HoldCo previously acquired 29,737,185 shares of common stock of Varian capital stock (the “Varian Common Stock”) in exchange for issuing corresponding shares of capital stock of HoldCo (the “HoldCo Capital Stock”) to the Varian Shareholders. As a result of that acquisition, Varian became a wholly-owned subsidiary of Holdco.
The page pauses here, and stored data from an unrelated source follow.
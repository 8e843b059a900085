//! Eraser segmentation: cut strokes and drop shapes under an erase circle.
//!
//! Strokes are split at point granularity. Each consecutive point pair is a
//! segment, tested in canvas space by offsetting the points with the stroke's
//! pivot only (rotation and scale are not applied). A segment survives when
//! neither endpoint nor the segment itself comes within
//! `radius + stroke_width / 2` of the erase center; consecutive survivors form
//! runs, and every run of two or more points becomes a new stroke carrying an
//! [`EraserMask`] so the renderer can round off the cut.
//!
//! Shapes are never clipped: they are removed whole when the erase center is
//! within `radius` of their transformed bounding-box center. Fill regions are
//! never touched.

#[cfg(test)]
#[path = "eraser_test.rs"]
mod eraser_test;

use tracing::debug;

use crate::consts::ERASER_MIN_STEP;
use crate::doc::{EraserMask, ObjectBody, SceneObject, Stroke};
use crate::geom::{Point, point_to_segment_distance};

/// Result of erasing at one point.
#[derive(Debug, Clone, Default)]
pub struct Erased {
    /// The rebuilt object list, in original paint order.
    pub objects: Vec<SceneObject>,
    /// Objects removed outright (shapes, fully covered strokes).
    pub removed: usize,
    /// Strokes replaced by their surviving pieces.
    pub split: usize,
}

impl Erased {
    /// Whether the erase changed anything.
    #[must_use]
    pub fn changed(&self) -> bool {
        self.removed > 0 || self.split > 0
    }
}

/// How one stroke fared under the eraser.
#[derive(Debug, Clone, PartialEq)]
pub enum StrokeCut {
    /// Nothing was within reach; keep the original object as is.
    Untouched,
    /// Replace the stroke with these pieces (possibly none).
    Pieces(Vec<SceneObject>),
}

/// Erase a circle of `radius` at `center` from `objects`.
#[must_use]
pub fn erase(objects: &[SceneObject], center: Point, radius: f64) -> Erased {
    let mut out = Erased { objects: Vec::with_capacity(objects.len()), ..Erased::default() };
    for obj in objects {
        match &obj.body {
            ObjectBody::Stroke(stroke) => match cut_stroke(stroke, center, radius) {
                StrokeCut::Untouched => out.objects.push(obj.clone()),
                StrokeCut::Pieces(pieces) => {
                    if pieces.is_empty() {
                        out.removed += 1;
                    } else {
                        out.split += 1;
                    }
                    out.objects.extend(pieces);
                }
            },
            ObjectBody::Shape(_) => {
                if shape_hit(obj, center, radius) {
                    out.removed += 1;
                } else {
                    out.objects.push(obj.clone());
                }
            }
            ObjectBody::Fill(_) => out.objects.push(obj.clone()),
        }
    }
    if out.changed() {
        debug!(x = center.x, y = center.y, radius, removed = out.removed, split = out.split, "erased");
    }
    out
}

/// Split `stroke` around the erase circle.
#[must_use]
pub fn cut_stroke(stroke: &Stroke, center: Point, radius: f64) -> StrokeCut {
    let reach = radius + stroke.style.width / 2.0;
    let pivot = stroke.transform.pivot();
    let world = |p: Point| p + pivot;

    match stroke.points.as_slice() {
        [] => return StrokeCut::Untouched,
        [only] => {
            return if world(*only).distance(center) <= reach {
                StrokeCut::Pieces(Vec::new())
            } else {
                StrokeCut::Untouched
            };
        }
        _ => {}
    }

    let mut runs: Vec<Vec<Point>> = Vec::new();
    let mut run: Vec<Point> = Vec::new();
    for pair in stroke.points.windows(2) {
        let (a, b) = (pair[0], pair[1]);
        let (wa, wb) = (world(a), world(b));
        let safe = wa.distance(center) > reach
            && wb.distance(center) > reach
            && point_to_segment_distance(center, wa, wb) > reach;
        if safe {
            if run.is_empty() {
                run.push(a);
            }
            run.push(b);
        } else if !run.is_empty() {
            runs.push(std::mem::take(&mut run));
        }
    }
    if !run.is_empty() {
        runs.push(run);
    }

    if runs.len() == 1 && runs[0].len() == stroke.points.len() {
        return StrokeCut::Untouched;
    }

    let mask = EraserMask { x: center.x - pivot.x, y: center.y - pivot.y, radius_x: radius, radius_y: radius };
    let pieces = runs
        .into_iter()
        .filter(|points| points.len() >= 2)
        .map(|points| {
            let mut masks = stroke.masks.clone();
            masks.push(mask);
            SceneObject::new(ObjectBody::Stroke(Stroke { points, style: stroke.style, transform: stroke.transform, masks }))
        })
        .collect();
    StrokeCut::Pieces(pieces)
}

/// Whether the erase circle swallows a shape's transformed box center.
fn shape_hit(obj: &SceneObject, center: Point, radius: f64) -> bool {
    let (Some(t), Some(bbox)) = (obj.transform(), obj.bounding_box()) else {
        return false;
    };
    t.apply(bbox.center()).distance(center) <= radius
}

/// Erase centers along a drag from `from` to `to`, both ends included, spaced
/// at most `max(2, radius / 3)` apart.
#[must_use]
pub fn interpolate(from: Point, to: Point, radius: f64) -> Vec<Point> {
    let step = ERASER_MIN_STEP.max(radius / 3.0);
    let dist = from.distance(to);
    #[allow(clippy::cast_possible_truncation, clippy::cast_sign_loss)]
    let steps = (dist / step).ceil() as usize;
    if steps == 0 {
        return vec![to];
    }
    #[allow(clippy::cast_precision_loss)]
    (0..=steps)
        .map(|i| {
            let f = i as f64 / steps as f64;
            Point::new(from.x + (to.x - from.x) * f, from.y + (to.y - from.y) * f)
        })
        .collect()
}
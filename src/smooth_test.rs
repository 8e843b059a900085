#![allow(clippy::float_cmp)]

use super::*;

fn pts(raw: &[(f64, f64)]) -> Vec<Point> {
    raw.iter().map(|&(x, y)| Point::new(x, y)).collect()
}

#[test]
fn fewer_than_two_samples_pass_through() {
    assert!(catmull_rom(&[], 20).is_empty());
    assert_eq!(catmull_rom(&pts(&[(3.0, 4.0)]), 20), pts(&[(3.0, 4.0)]));
}

#[test]
fn output_length_matches_subdivision() {
    let samples = pts(&[(0.0, 0.0), (10.0, 0.0), (20.0, 5.0), (30.0, 0.0)]);
    assert_eq!(catmull_rom(&samples, 3).len(), 3 * 3 + 1);
    assert_eq!(catmull_rom(&samples, 20).len(), 3 * 20 + 1);
}

#[test]
fn curve_passes_through_every_sample() {
    let samples = pts(&[(0.0, 0.0), (10.0, 8.0), (20.0, -3.0), (35.0, 2.0)]);
    let steps = 4;
    let out = catmull_rom(&samples, steps);
    for (i, sample) in samples.iter().enumerate() {
        let p = out[i * steps];
        assert!((p.x - sample.x).abs() < 1e-9 && (p.y - sample.y).abs() < 1e-9, "sample {i}: {p:?}");
    }
}

#[test]
fn collinear_evenly_spaced_samples_stay_on_the_line() {
    let samples = pts(&[(0.0, 0.0), (10.0, 0.0), (20.0, 0.0), (30.0, 0.0)]);
    let out = catmull_rom(&samples, 5);
    assert!(out.iter().all(|p| p.y == 0.0));
    // Interior segment of a uniform line is linear in t.
    assert!((out[5 + 2].x - 14.0).abs() < 1e-9);
}

#[test]
fn spline_midpoint_matches_formula() {
    let samples = pts(&[(0.0, 0.0), (10.0, 10.0)]);
    // Padded window is (p0, p0, p1, p1); at t = 0.5 the curve is at the midpoint.
    let out = catmull_rom(&samples, 2);
    assert_eq!(out.len(), 3);
    assert!((out[1].x - 5.0).abs() < 1e-9);
    assert!((out[1].y - 5.0).abs() < 1e-9);
}

#[test]
fn center_on_bounds_shifts_to_box_center() {
    let (local, center) = center_on_bounds(&pts(&[(10.0, 20.0), (30.0, 60.0), (20.0, 40.0)]));
    assert_eq!(center, Point::new(20.0, 40.0));
    assert_eq!(local, pts(&[(-10.0, -20.0), (10.0, 20.0), (0.0, 0.0)]));
}

#[test]
fn center_on_bounds_empty() {
    let (local, center) = center_on_bounds(&[]);
    assert!(local.is_empty());
    assert_eq!(center, Point::default());
}
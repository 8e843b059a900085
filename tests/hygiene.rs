//! Hygiene: source-tree budgets for patterns the crate does not allow.
//!
//! Scans `src/` (sibling `*_test.rs` files excluded) and counts lines
//! containing each pattern. Budgets only go down.

use std::fs;
use std::path::{Path, PathBuf};

/// Pattern, budget, and why it is banned.
const BUDGETS: &[(&str, usize, &str)] = &[
    (".unwrap()", 0, "panics on None/Err"),
    (".expect(", 0, "panics on None/Err"),
    ("panic!(", 0, "crashes the host"),
    ("unreachable!(", 0, "crashes the host"),
    ("todo!(", 0, "unfinished stub"),
    ("unimplemented!(", 0, "unfinished stub"),
    ("let _ =", 0, "discards a result without inspecting it"),
    (".ok()", 0, "discards an error without inspecting it"),
    ("#[allow(dead_code)]", 0, "hides unused code"),
];

fn source_files(dir: &Path, out: &mut Vec<(PathBuf, String)>) {
    let Ok(entries) = fs::read_dir(dir) else {
        return;
    };
    for entry in entries.flatten() {
        let path = entry.path();
        if path.is_dir() {
            source_files(&path, out);
            continue;
        }
        let is_rs = path.extension().is_some_and(|e| e == "rs");
        let is_test = path.to_string_lossy().ends_with("_test.rs");
        if is_rs && !is_test {
            if let Ok(content) = fs::read_to_string(&path) {
                out.push((path, content));
            }
        }
    }
}

fn hits(files: &[(PathBuf, String)], pattern: &str) -> Vec<(String, usize)> {
    files
        .iter()
        .filter_map(|(path, content)| {
            let count = content.lines().filter(|line| line.contains(pattern)).count();
            (count > 0).then(|| (path.display().to_string(), count))
        })
        .collect()
}

#[test]
fn source_budgets() {
    let mut files = Vec::new();
    source_files(Path::new("src"), &mut files);
    assert!(!files.is_empty(), "no sources found under src/");

    let mut failures = Vec::new();
    for &(pattern, budget, why) in BUDGETS {
        let found = hits(&files, pattern);
        let count: usize = found.iter().map(|(_, c)| c).sum();
        if count > budget {
            let listing: Vec<String> = found.iter().map(|(p, c)| format!("    {p}: {c}")).collect();
            failures.push(format!("{pattern} ({why}): found {count}, max {budget}\n{}", listing.join("\n")));
        }
    }
    assert!(failures.is_empty(), "budget exceeded:\n{}", failures.join("\n"));
}

#[test]
fn every_module_has_a_doc_header() {
    let mut files = Vec::new();
    source_files(Path::new("src"), &mut files);
    let missing: Vec<String> = files
        .iter()
        .filter(|(_, content)| !content.trim_start().starts_with("//!"))
        .map(|(path, _)| path.display().to_string())
        .collect();
    assert!(missing.is_empty(), "modules without a //! header: {missing:?}");
}
//! End-to-end editing sessions driven through the public engine API.

#![allow(clippy::float_cmp)]

use flipbook::config::ProjectConfig;
use flipbook::doc::{ObjectBody, SceneObject};
use flipbook::engine::{Action, Engine};
use flipbook::geom::Point;
use flipbook::input::{Modifiers, Tool};

fn init_tracing() {
    let _ = tracing_subscriber::fmt().with_test_writer().try_init();
}

fn pt(x: f64, y: f64) -> Point {
    Point::new(x, y)
}

fn stroke(engine: &mut Engine, from: Point, to: Point) {
    engine.on_pointer_down(from);
    engine.on_pointer_move(Point::new((from.x + to.x) / 2.0, from.y), Modifiers::default());
    engine.on_pointer_move(to, Modifiers::default());
    engine.on_pointer_up(to);
}

fn bodies(objects: &[SceneObject]) -> Vec<ObjectBody> {
    objects.iter().map(|o| o.body.clone()).collect()
}

#[test]
fn keyframe_propagation_through_the_engine() {
    init_tracing();
    let mut engine = Engine::new(ProjectConfig::default());

    engine.select_frame(2);
    stroke(&mut engine, pt(10.0, 10.0), pt(60.0, 40.0));
    let l = bodies(engine.active_objects());
    assert_eq!(l.len(), 1);

    for f in 0..2 {
        assert!(engine.timeline.exposed(f, 0).is_empty(), "frame {f}");
    }
    for f in 2..10 {
        assert_eq!(bodies(engine.timeline.exposed(f, 0)), l, "frame {f}");
    }

    engine.select_frame(5);
    engine.insert_blank_keyframe();
    stroke(&mut engine, pt(100.0, 100.0), pt(150.0, 120.0));
    let m = bodies(engine.active_objects());
    assert_ne!(m, l);

    for f in 2..5 {
        assert_eq!(bodies(engine.timeline.exposed(f, 0)), l, "frame {f}");
    }
    for f in 5..10 {
        assert_eq!(bodies(engine.timeline.exposed(f, 0)), m, "frame {f}");
        assert_eq!(bodies(&engine.timeline.cell(f, 0).unwrap().objects), m, "stored frame {f}");
    }
}

#[test]
fn animate_a_moving_stroke_and_play_it() {
    init_tracing();
    let config = ProjectConfig::from_lookup(|key| match key {
        "FLIPBOOK_FRAMES" => Some("4".to_string()),
        "FLIPBOOK_FPS" => Some("10".to_string()),
        _ => None,
    })
    .unwrap();
    let mut engine = Engine::new(config);

    stroke(&mut engine, pt(0.0, 50.0), pt(40.0, 50.0));
    let start = *engine.active_objects()[0].transform().unwrap();

    // Frame 2: duplicate the drawing and slide it right.
    engine.select_frame(2);
    engine.insert_duplicate_keyframe();
    engine.set_tool(Tool::Transform);
    let grab = start.pivot();
    let down = engine.on_pointer_down(grab);
    assert!(down.iter().any(|a| matches!(a, Action::SelectionChanged(Some(_)))));
    engine.on_pointer_move(pt(grab.x + 30.0, grab.y), Modifiers::default());
    engine.on_pointer_up(pt(grab.x + 30.0, grab.y));

    let pivot_at = |engine: &Engine, frame: usize| engine.timeline.exposed(frame, 0)[0].transform().unwrap().pivot();
    assert_eq!(pivot_at(&engine, 1), start.pivot());
    assert_eq!(pivot_at(&engine, 2).x, start.x + 30.0);
    assert_eq!(pivot_at(&engine, 3).x, start.x + 30.0);

    // Play from the top: 100 ms per frame, wrapping after the last.
    engine.select_frame(0);
    engine.play(0.0);
    let mut seen = Vec::new();
    for i in 1..=5 {
        let now = f64::from(i) * 100.0;
        for action in engine.tick(now) {
            if let Action::PlayheadMoved(f) = action {
                seen.push(f);
            }
        }
    }
    assert_eq!(seen, vec![1, 2, 3, 0, 1]);
    engine.stop();
    assert_eq!(engine.tick(10_000.0), vec![Action::PlaybackStopped]);
}

#[test]
fn erase_across_layers_only_touches_active_layer() {
    init_tracing();
    let mut engine = Engine::new(ProjectConfig::default());
    stroke(&mut engine, pt(0.0, 100.0), pt(200.0, 100.0));
    engine.add_layer();
    stroke(&mut engine, pt(0.0, 100.0), pt(200.0, 100.0));

    engine.set_tool(Tool::Eraser);
    engine.on_pointer_down(pt(100.0, 100.0));
    engine.on_pointer_up(pt(100.0, 100.0));

    assert_eq!(engine.timeline.exposed(0, 1).len(), 2);
    assert_eq!(engine.timeline.exposed(0, 0).len(), 1);
    assert!(engine.timeline.exposed(0, 1).iter().all(|o| !o.masks().is_empty()));
}

#[test]
fn timeline_snapshot_serializes_tagged_objects() {
    init_tracing();
    let mut engine = Engine::new(ProjectConfig::default());
    stroke(&mut engine, pt(0.0, 0.0), pt(20.0, 0.0));

    let json = serde_json::to_value(&engine.timeline).unwrap();
    let text = json.to_string();
    assert!(text.contains("\"type\":\"stroke\""));
    assert!(text.contains("\"#000000\""));
}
The Varian Common Stock now comprises all of the issued and outstanding capital stock of Varian.

 

In exchange for their ownership of HoldCo, the Varian Shareholders received an aggregate of 29,737.185 shares of Series C Preferred Stock issued by HLTT (the “HLTT Preferred Stock”) in a statutory merger transaction (the “Merger”).

 

HLTT, HoldCo and Varian have determined to restructure their relationship, and the Varian Shareholders now desire to exchange all of their beneficially owned shares of HLTT Preferred Stock for shares of Varian Common Stock each as set forth on the applicable Varian Shareholders signature page hereto, with Varian simultaneously issuing shares to HLTT that will represent 5.5% of the outstanding shares of Varian.

 

On or prior to the date hereof, the respective boards of directors of each of HLTT, HoldCo and Varian and the Varian Shareholders have approved and adopted this Agreement.

 

NOW, THEREFORE, in consideration of the premises and mutual representations, warranties and covenants herein contained, the parties hereby agree as follows:

Article I

 

Acquisition and Exchange of Shares

 

Section 1.01 Agreement. The parties hereby agree that the Varian Shareholders will acquire 29,737,185 shares of Varian Common Stock in exchange for shares of HLTT Preferred Stock each as set forth on the applicable shareholder signature page hereto. The parties hereby agree that as of the date of this Agreement and upon completion of the exchange, Varian will no longer be a wholly-owned subsidiary of HoldCo.

 

Section 1.02 Exchange of Shares.

 

(a)              The Varian Shareholders will each cause to be delivered to HLTT irrevocable stock powers representing an aggregate of 29,737.185 shares of HLTT Preferred Stock each in the amounts set forth on the applicable Varian Shareholders signature page hereto.

 

(b)              Upon receipt by HLTT of all of the Varian Shareholders’ respective irrevocable stock powers, Varian will issue certificates in book entry for an aggregate of 29,737,185 shares of Varian Common Stock issued in the names and amounts set forth on the applicable Varian Shareholders signature page hereto.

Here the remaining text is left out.